Андрей с жаром принялся развивать свою мысль.
— Многие ли решатся в жизни, — говорил он, — отбросить прелестный цветок, чтобы по смерти получить лавр? Найдется ли вообще такой, который отказался бы и от того и от другого и, будучи неприметен, содействовал бы благу отечественной словесности? Те, которые и делали это, сами о том не знали… Важный род — трагедия, но Сумароков испортил его, заставив говорить Олегов, Святополков и прочих русских героев изнеженным языком Расиновых галлогреческих драм. Как же это исправить? Удариться в подражание немецкому театру? Нет. Зло будет все то же, но уж с другой стороны. Это две кривые дороги: прямая, настоящая, не пробита!
— Так что ж, Карамзин-то в чем виноват? — спросил Жуковский.
— Он не виноват, — ответил Андрей. — Виноват случай, произведший его слишком рано. Он пишет так, как велит его натура. Мы любим его — и мы правы в этом! Но пусть бы сегодня писали хуже, медленно учась; чем медленнее ход успехов — тем они вернее.
— Надобно ожидать второго Ломоносова, — сказал Мерзляков.
— Подобного ему! — подтвердил Андрей. — Теперь надо ожидать такого писателя, напитанного оригинальным русским духом, с великим и обширным разумом, который бы дал другой оборот русской литературе! Иначе — дерево увянет.
Жуковский не знал, прав ли Андрей, но рассуждения друга глубоко волновали его, он слушал их с восторгом.
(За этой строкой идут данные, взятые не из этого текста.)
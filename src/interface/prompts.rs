use dialoguer::{Confirm, Input, Select};
use strsim::jaro_winkler;

use crate::error::Result;
use crate::models::Food;

/// Example profile texts offered as input defaults.
pub const SAMPLE_PROFILES: &[&str] = &[
    "38f, vegetarian, avoid peanuts; weight loss ~1600 kcal; prefers higher protein & fiber.",
    "25m, keto diet, no dairy; muscle gain ~2200 kcal; high protein, low carb, budget conscious.",
    "45f, vegan, gluten-free, allergic to tree nuts; maintenance ~1800 kcal; quick prep meals only, premium budget.",
];

/// Prompt for the free-text dietary profile.
pub fn prompt_profile_text() -> Result<String> {
    let input: String = Input::new()
        .with_prompt("Describe your dietary profile")
        .default(SAMPLE_PROFILES[0].to_string())
        .interact_text()?;

    Ok(input)
}

/// Prompt for a plan modification request. Empty input means done.
pub fn prompt_substitution_request() -> Result<String> {
    let input: String = Input::new()
        .with_prompt("Any changes? (e.g. \"make it quick\", Enter to finish)")
        .allow_empty(true)
        .interact_text()?;

    Ok(input.trim().to_string())
}

/// Prompt for yes/no confirmation.
pub fn prompt_yes_no(prompt: &str, default: bool) -> Result<bool> {
    Ok(Confirm::new()
        .with_prompt(prompt)
        .default(default)
        .interact()?)
}

/// Find a catalog food by name, falling back to fuzzy matching.
///
/// Exact case-insensitive match wins; otherwise candidates above a 0.7
/// Jaro-Winkler similarity are offered for selection.
pub fn find_food<'a>(catalog: &'a [Food], query: &str) -> Result<Option<&'a Food>> {
    let query_lower = query.to_lowercase();

    if let Some(food) = catalog.iter().find(|f| f.key() == query_lower) {
        return Ok(Some(food));
    }

    let mut candidates: Vec<(&Food, f64)> = catalog
        .iter()
        .map(|f| (f, jaro_winkler(&f.key(), &query_lower)))
        .filter(|(_, score)| *score > 0.7)
        .collect();

    candidates.sort_by(|a, b| b.1.partial_cmp(&a.1).unwrap_or(std::cmp::Ordering::Equal));

    if candidates.is_empty() {
        return Ok(None);
    }

    if candidates.len() == 1 {
        let food = candidates[0].0;
        let confirm = Confirm::new()
            .with_prompt(format!("Did you mean '{}'?", food.name))
            .default(true)
            .interact()?;

        return Ok(if confirm { Some(food) } else { None });
    }

    let options: Vec<String> = candidates
        .iter()
        .take(5)
        .map(|(f, _)| f.name.clone())
        .collect();

    let mut selection_options = options.clone();
    selection_options.push("None of these".to_string());

    let selection = Select::new()
        .with_prompt("Which did you mean?")
        .items(&selection_options)
        .default(0)
        .interact()?;

    if selection < options.len() {
        Ok(Some(candidates[selection].0))
    } else {
        Ok(None)
    }
}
Ему не казалось «мелочами» то, что пишет Карамзин, и все же он сделал предположение:
— Может быть, Карамзин переменится? Ведь начал же он «Илью Муромца»… Ты сам говоришь, что он сейчас все больше занимается русской историей, читает летописи; не значит ли это, что в нем что-то зреет?
— Как он сказал о себе: «По уши влез в русскую историю, сплю и вижу Никона с Нестором», — ответил Андрей. — Нет, он пока и сам не знает, что из этого выйдет.
Андрей иногда бывал у Карамзина. В один из последних декабрьских дней 1800 года Андрей привел к Карамзину Жуковского. Идти было недалеко: Карамзин жил на Никольской в доме купца Шмидта. Вошли, сняли шубы. Слуга проводил их в комнаты первого этажа, где писатель жил по-холостяцки. Им повезло — у Карамзина сидел Дмитриев. Карамзин пошел навстречу: он был по-домашнему — в белом байковом сюртуке, расстегнутой рубахе и больших медвежьих сапогах; растрепанные волосы его были подвязаны косынкой. Испытующе взглянул черными глазами на Жуковского, подал ему руку. Дмитриев, чуть привстав, наклонил голову: он — весь в темном, только шейный платок бел.